November 4, 2010
The Why In Assessment
It can sometimes be a challenge during assessment to decide what the primary movement issue is that is causing the child is to have difficulty with motor skills. We may have access to a diagnosis and assessments that help us to pinpoint what skills the child is having difficulty with and even how much difficulty they are having. But determining why the child is having difficulty is key; if we understand what systems are primarily involved and how, we will better know where and how to intervene. This is where our theoretical knowledge base and clinical problem solving skills come in to play.
Neuro-Developmental Treatment (NDT) theory accepts that in order to reduce the complexity of movement, systems are interconnected1. NDT teaches us that the trunk
is a key player in all motor tasks, and when it is not stable, both proximal and distal skills are impacted1,2. An important contribution to our assessment is examining how the child is organizing their postural control with the components at their disposal – in other words, the postural compensations they are using to complete the function. This in turn gives us clues about which muscles are not activating and why.
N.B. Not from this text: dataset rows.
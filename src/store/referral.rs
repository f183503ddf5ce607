//! Members, staff roles and referral edges.

use chrono::{DateTime, Utc};
use rusqlite::{params, Connection, OptionalExtension};
use serde::{Deserialize, Serialize};

use crate::error::{LedgerError, LedgerResult};

/// Member role, resolved upstream and stored for approver/merchant lookups.
#[derive(Debug, Clone, Copy, PartialEq, Eq, Serialize, Deserialize)]
#[serde(rename_all = "UPPERCASE")]
pub enum Role {
    Member,
    /// Staff who decide withdrawals
    Approver,
    /// Staff who approve top-ups out of their own float
    Merchant,
    Admin,
}

impl Role {
    pub fn as_str(&self) -> &'static str {
        match self {
            Role::Member => "MEMBER",
            Role::Approver => "APPROVER",
            Role::Merchant => "MERCHANT",
            Role::Admin => "ADMIN",
        }
    }

    pub fn parse(s: &str) -> Option<Self> {
        match s.trim().to_uppercase().as_str() {
            "MEMBER" => Some(Role::Member),
            "APPROVER" => Some(Role::Approver),
            "MERCHANT" => Some(Role::Merchant),
            "ADMIN" => Some(Role::Admin),
            _ => None,
        }
    }

    /// Staff may decide withdrawal and top-up requests.
    pub fn is_staff(&self) -> bool {
        !matches!(self, Role::Member)
    }
}

#[derive(Debug, Clone, Serialize)]
pub struct Member {
    pub id: i64,
    pub username: String,
    pub role: Role,
    pub is_active_member: bool,
    pub created_at: DateTime<Utc>,
}

pub fn insert_member(
    conn: &Connection,
    username: &str,
    role: Role,
    now: DateTime<Utc>,
) -> LedgerResult<i64> {
    conn.execute(
        "INSERT INTO members (username, role, is_active_member, created_at) VALUES (?1, ?2, 0, ?3)",
        params![username, role, now],
    )?;
    Ok(conn.last_insert_rowid())
}

pub fn fetch_member(conn: &Connection, member_id: i64) -> LedgerResult<Option<Member>> {
    let member = conn
        .query_row(
            "SELECT id, username, role, is_active_member, created_at FROM members WHERE id = ?1",
            params![member_id],
            |row| {
                Ok(Member {
                    id: row.get(0)?,
                    username: row.get(1)?,
                    role: row.get(2)?,
                    is_active_member: row.get(3)?,
                    created_at: row.get(4)?,
                })
            },
        )
        .optional()?;
    Ok(member)
}

/// Like [`fetch_member`] but absent members are an error.
pub fn require_member(conn: &Connection, member_id: i64) -> LedgerResult<Member> {
    fetch_member(conn, member_id)?.ok_or(LedgerError::MemberNotFound(member_id))
}

/// Staff member allowed to decide a request raised by `owner_id`.
/// Plain members and the request's own member are refused.
pub fn require_decider(
    conn: &Connection,
    decider_id: i64,
    owner_id: i64,
    request_id: i64,
) -> LedgerResult<Member> {
    let decider = require_member(conn, decider_id)?;
    if !decider.role.is_staff() || decider.id == owner_id {
        return Err(LedgerError::NotAuthorized {
            member_id: decider_id,
            request_id,
        });
    }
    Ok(decider)
}

pub fn set_active_member(conn: &Connection, member_id: i64, active: bool) -> LedgerResult<()> {
    conn.execute(
        "UPDATE members SET is_active_member = ?2 WHERE id = ?1",
        params![member_id, active],
    )?;
    Ok(())
}

/// Member ids holding `role`, lowest id first.
pub fn members_with_role(conn: &Connection, role: Role) -> LedgerResult<Vec<i64>> {
    let mut stmt = conn.prepare("SELECT id FROM members WHERE role = ?1 ORDER BY id")?;
    let ids = stmt
        .query_map(params![role], |row| row.get(0))?
        .collect::<Result<Vec<i64>, _>>()?;
    Ok(ids)
}

/// Record that `member_id` registered under `from_member_id`.
pub fn insert_referral(
    conn: &Connection,
    member_id: i64,
    from_member_id: i64,
    hierarchy: &str,
) -> LedgerResult<()> {
    conn.execute(
        "INSERT INTO referrals (member_id, from_member_id, hierarchy) VALUES (?1, ?2, ?3)",
        params![member_id, from_member_id, hierarchy],
    )?;
    Ok(())
}

/// Stored ancestry path; `None` for members who joined without a referrer.
pub fn load_hierarchy(conn: &Connection, member_id: i64) -> LedgerResult<Option<String>> {
    let hierarchy = conn
        .query_row(
            "SELECT hierarchy FROM referrals WHERE member_id = ?1",
            params![member_id],
            |row| row.get(0),
        )
        .optional()?;
    Ok(hierarchy)
}

/// Direct upline, if any.
pub fn direct_referrer(conn: &Connection, member_id: i64) -> LedgerResult<Option<i64>> {
    let from = conn
        .query_row(
            "SELECT from_member_id FROM referrals WHERE member_id = ?1",
            params![member_id],
            |row| row.get(0),
        )
        .optional()?;
    Ok(from)
}
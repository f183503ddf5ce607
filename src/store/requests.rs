//! Withdrawal and deposit (top-up) request rows.
//!
//! Both request kinds move PENDING -> APPROVED | REJECTED exactly once. The
//! status guard lives in the UPDATE itself so a second decision never matches.

use chrono::{DateTime, NaiveDate, Utc};
use rusqlite::{params, Connection, OptionalExtension, Row};
use serde::{Deserialize, Serialize};

use crate::error::LedgerResult;
use crate::money::round2;
use crate::wallet::EarningsType;

#[derive(Debug, Clone, Copy, PartialEq, Eq, Serialize, Deserialize)]
#[serde(rename_all = "UPPERCASE")]
pub enum RequestStatus {
    Pending,
    Approved,
    Rejected,
}

impl RequestStatus {
    pub fn as_str(&self) -> &'static str {
        match self {
            RequestStatus::Pending => "PENDING",
            RequestStatus::Approved => "APPROVED",
            RequestStatus::Rejected => "REJECTED",
        }
    }

    pub fn parse(s: &str) -> Option<Self> {
        match s {
            "PENDING" => Some(RequestStatus::Pending),
            "APPROVED" => Some(RequestStatus::Approved),
            "REJECTED" => Some(RequestStatus::Rejected),
            _ => None,
        }
    }
}

/// Calendar-day key (UTC) used for the per-day withdrawal rules.
pub fn day_key(at: DateTime<Utc>) -> NaiveDate {
    at.date_naive()
}

// =================== Withdrawals ===================

#[derive(Debug, Clone, Serialize)]
pub struct WithdrawalRequest {
    pub id: i64,
    pub reference: String,
    pub member_id: i64,
    pub earnings_type: EarningsType,
    pub amount: f64,
    pub fee: f64,
    pub net_payout: f64,
    /// Amount the request removed from `combined_balance`
    pub debited: f64,
    pub payout_details: String,
    pub status: RequestStatus,
    pub approver_id: Option<i64>,
    pub decided_by: Option<i64>,
    pub decided_at: Option<DateTime<Utc>>,
    pub reason: Option<String>,
    pub created_at: DateTime<Utc>,
}

fn withdrawal_from_row(row: &Row<'_>) -> rusqlite::Result<WithdrawalRequest> {
    Ok(WithdrawalRequest {
        id: row.get(0)?,
        reference: row.get(1)?,
        member_id: row.get(2)?,
        earnings_type: row.get(3)?,
        amount: row.get(4)?,
        fee: row.get(5)?,
        net_payout: row.get(6)?,
        payout_details: row.get(7)?,
        status: row.get(8)?,
        approver_id: row.get(9)?,
        decided_by: row.get(10)?,
        decided_at: row.get(11)?,
        reason: row.get(12)?,
        created_at: row.get(13)?,
        debited: row.get(14)?,
    })
}

#[derive(Debug, Clone)]
pub struct NewWithdrawal<'a> {
    pub reference: &'a str,
    pub member_id: i64,
    pub earnings_type: EarningsType,
    pub amount: f64,
    pub fee: f64,
    pub net_payout: f64,
    pub debited: f64,
    pub payout_details: &'a str,
    pub approver_id: Option<i64>,
    pub created_at: DateTime<Utc>,
}

pub fn insert_withdrawal(conn: &Connection, new: &NewWithdrawal<'_>) -> LedgerResult<i64> {
    conn.execute(
        "INSERT INTO withdrawal_requests
             (reference, member_id, earnings_type, amount, fee, net_payout, payout_details,
              status, approver_id, request_day, created_at, debited)
         VALUES (?1, ?2, ?3, ?4, ?5, ?6, ?7, ?8, ?9, ?10, ?11, ?12)",
        params![
            new.reference,
            new.member_id,
            new.earnings_type,
            round2(new.amount),
            round2(new.fee),
            round2(new.net_payout),
            new.payout_details,
            RequestStatus::Pending,
            new.approver_id,
            day_key(new.created_at),
            new.created_at,
            round2(new.debited)
        ],
    )?;
    Ok(conn.last_insert_rowid())
}

pub fn fetch_withdrawal(conn: &Connection, request_id: i64) -> LedgerResult<Option<WithdrawalRequest>> {
    let found = conn
        .query_row(
            "SELECT id, reference, member_id, earnings_type, amount, fee, net_payout, payout_details,
                    status, approver_id, decided_by, decided_at, reason, created_at, debited
             FROM withdrawal_requests WHERE id = ?1",
            params![request_id],
            withdrawal_from_row,
        )
        .optional()?;
    Ok(found)
}

/// PENDING or APPROVED withdrawals of one type a member made on `day`.
pub fn count_open_withdrawals_on_day(
    conn: &Connection,
    member_id: i64,
    earnings_type: EarningsType,
    day: NaiveDate,
) -> LedgerResult<i64> {
    let count = conn.query_row(
        "SELECT COUNT(*) FROM withdrawal_requests
         WHERE member_id = ?1 AND earnings_type = ?2 AND request_day = ?3
           AND status IN (?4, ?5)",
        params![
            member_id,
            earnings_type,
            day,
            RequestStatus::Pending,
            RequestStatus::Approved
        ],
        |row| row.get(0),
    )?;
    Ok(count)
}

/// Withdrawals `approver_id` approved on `day`.
pub fn approvals_on_day(conn: &Connection, approver_id: i64, day: NaiveDate) -> LedgerResult<i64> {
    let count = conn.query_row(
        "SELECT COUNT(*) FROM withdrawal_requests
         WHERE decided_by = ?1 AND decision_day = ?2 AND status = ?3",
        params![approver_id, day, RequestStatus::Approved],
        |row| row.get(0),
    )?;
    Ok(count)
}

/// PENDING -> `status`. Returns false if the request was no longer pending.
pub fn decide_withdrawal(
    conn: &Connection,
    request_id: i64,
    status: RequestStatus,
    decided_by: i64,
    reason: Option<&str>,
    now: DateTime<Utc>,
) -> LedgerResult<bool> {
    let changed = conn.execute(
        "UPDATE withdrawal_requests
         SET status = ?2, decided_by = ?3, decided_at = ?4, decision_day = ?5, reason = ?6
         WHERE id = ?1 AND status = ?7",
        params![
            request_id,
            status,
            decided_by,
            now,
            day_key(now),
            reason,
            RequestStatus::Pending
        ],
    )?;
    Ok(changed == 1)
}

// =================== Deposits ===================

#[derive(Debug, Clone, Serialize)]
pub struct DepositRequest {
    pub id: i64,
    pub reference: String,
    pub member_id: i64,
    pub amount: f64,
    pub merchant_id: Option<i64>,
    pub status: RequestStatus,
    pub decided_by: Option<i64>,
    pub decided_at: Option<DateTime<Utc>>,
    pub reason: Option<String>,
    pub created_at: DateTime<Utc>,
}

pub fn insert_deposit(
    conn: &Connection,
    reference: &str,
    member_id: i64,
    amount: f64,
    merchant_id: Option<i64>,
    now: DateTime<Utc>,
) -> LedgerResult<i64> {
    conn.execute(
        "INSERT INTO deposit_requests (reference, member_id, amount, merchant_id, status, created_at)
         VALUES (?1, ?2, ?3, ?4, ?5, ?6)",
        params![
            reference,
            member_id,
            round2(amount),
            merchant_id,
            RequestStatus::Pending,
            now
        ],
    )?;
    Ok(conn.last_insert_rowid())
}

pub fn fetch_deposit(conn: &Connection, request_id: i64) -> LedgerResult<Option<DepositRequest>> {
    let found = conn
        .query_row(
            "SELECT id, reference, member_id, amount, merchant_id, status, decided_by, decided_at,
                    reason, created_at
             FROM deposit_requests WHERE id = ?1",
            params![request_id],
            |row| {
                Ok(DepositRequest {
                    id: row.get(0)?,
                    reference: row.get(1)?,
                    member_id: row.get(2)?,
                    amount: row.get(3)?,
                    merchant_id: row.get(4)?,
                    status: row.get(5)?,
                    decided_by: row.get(6)?,
                    decided_at: row.get(7)?,
                    reason: row.get(8)?,
                    created_at: row.get(9)?,
                })
            },
        )
        .optional()?;
    Ok(found)
}

pub fn has_pending_deposit(conn: &Connection, member_id: i64) -> LedgerResult<bool> {
    let count: i64 = conn.query_row(
        "SELECT COUNT(*) FROM deposit_requests WHERE member_id = ?1 AND status = ?2",
        params![member_id, RequestStatus::Pending],
        |row| row.get(0),
    )?;
    Ok(count > 0)
}

/// PENDING -> `status`. Returns false if the request was no longer pending.
pub fn decide_deposit(
    conn: &Connection,
    request_id: i64,
    status: RequestStatus,
    decided_by: i64,
    reason: Option<&str>,
    now: DateTime<Utc>,
) -> LedgerResult<bool> {
    let changed = conn.execute(
        "UPDATE deposit_requests
         SET status = ?2, decided_by = ?3, decided_at = ?4, reason = ?5
         WHERE id = ?1 AND status = ?6",
        params![request_id, status, decided_by, now, reason, RequestStatus::Pending],
    )?;
    Ok(changed == 1)
}
//! Settlement-currency arithmetic.
//!
//! Amounts are `f64` in the single settlement currency. Every value written to
//! the store passes through [`round2`] so float noise never accumulates in a
//! balance column.

use crate::ledger_constants::SETTLEMENT_EPSILON;

/// Round to 2 decimal places (cents).
pub fn round2(value: f64) -> f64 {
    (value * 100.0).round() / 100.0
}

/// Round to 6 decimal places, used before epsilon comparisons.
pub fn round6(value: f64) -> f64 {
    (value * 1_000_000.0).round() / 1_000_000.0
}

/// `amount * pct / 100`, rounded to cents.
pub fn percent_of(amount: f64, pct: f64) -> f64 {
    round2(amount * pct / 100.0)
}

/// True when a residual is small enough to be treated as fully settled.
pub fn is_settled(residual: f64) -> bool {
    round6(residual).abs() < SETTLEMENT_EPSILON
}
//! Referral ledger engine.
//!
//! Member balances, package purchases with multi-level referral commissions,
//! withdrawals and top-ups, all committed through SQLite immediate
//! transactions so concurrent workers and processes never double-spend.

pub mod clock;
pub mod config;
pub mod deposit;
pub mod engine;
pub mod error;
pub mod ledger_constants;
pub mod money;
pub mod notify;
pub mod purchase;
pub mod reconcile;
pub mod referral;
pub mod service;
pub mod store;
pub mod wallet;
pub mod withdrawal;

pub use clock::{Clock, ManualClock, SystemClock};
pub use config::EngineConfig;
pub use engine::LedgerEngine;
pub use error::{ErrorKind, LedgerError, LedgerResult};
pub use service::LedgerService;
pub use store::referral::Role;
pub use wallet::{Buckets, EarningsType};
Sensory Integration (SI) theory teaches us to look at every functional task as a sensory event, with the possibility of contribution from any or all of the 7 senses: vision, hearing, taste, smell, touch, proprioception and vestibular2. In my experience, when we assess how a child is using these senses, we may not adequately understand how they are using visual and vestibular input for balance and functional mobility skills. SI also teaches us about sensory modulation and the need to have a CNS arousal level that matches each task – the “just right state”.
Thirdly, Dynamic Core for Kids teaches us to consider the neurological strategy involved in postural control. The inner core unit (respiratory diaphragm, transversus abdominis, pelvic floor and multifidus) is neurologically wired to be a key player in anticipatory postural control3,4,5. This in turn gives us that stable trunk for all distal functions: gross motor, fine motor, oral motor and phonation. We can now assess and intervene effectively with specific strategies aimed at connecting these four specific muscles into postural control and function.
Of course, nothing occurs in isolation, such is the nature of dynamic systems. The art of assessment lies in peeling back the layers to determine what system is impacting when and how much. As we learn more about postural control and develop our clinical problem solving skills, the why in assessment becomes clear.
1. Howle JM (ed): Neuro-Developmental Treatment Approach. Theoretical Foundations and Principles of Clinical Practice. California, NDTA, 2003
2. Barthel Kim: Evidence and Art. Merging Forces in Pediatric Therapy. Victoria, 2004
3. McCook DT, Vicenzino B, Hodges PW: Activity of deep abdominal muscles increased during submaximal flexion and extension efforts but antagonist contraction remains unchanged. J Electromyogr Kinesiol 2009 Oct: 19(5): 754-62.
4.Tsao H, Galea MP, Hodges PW: How fast are feedforward postural adjustments of the abdominal muscles. Behav NeuroSci 2009 123(3): 687-693.
5. Hodges PW, Gandevia SC: Activation of the human diaphragm during a repetitive postural task. J Physiol 2000 522(1): 165 – 175.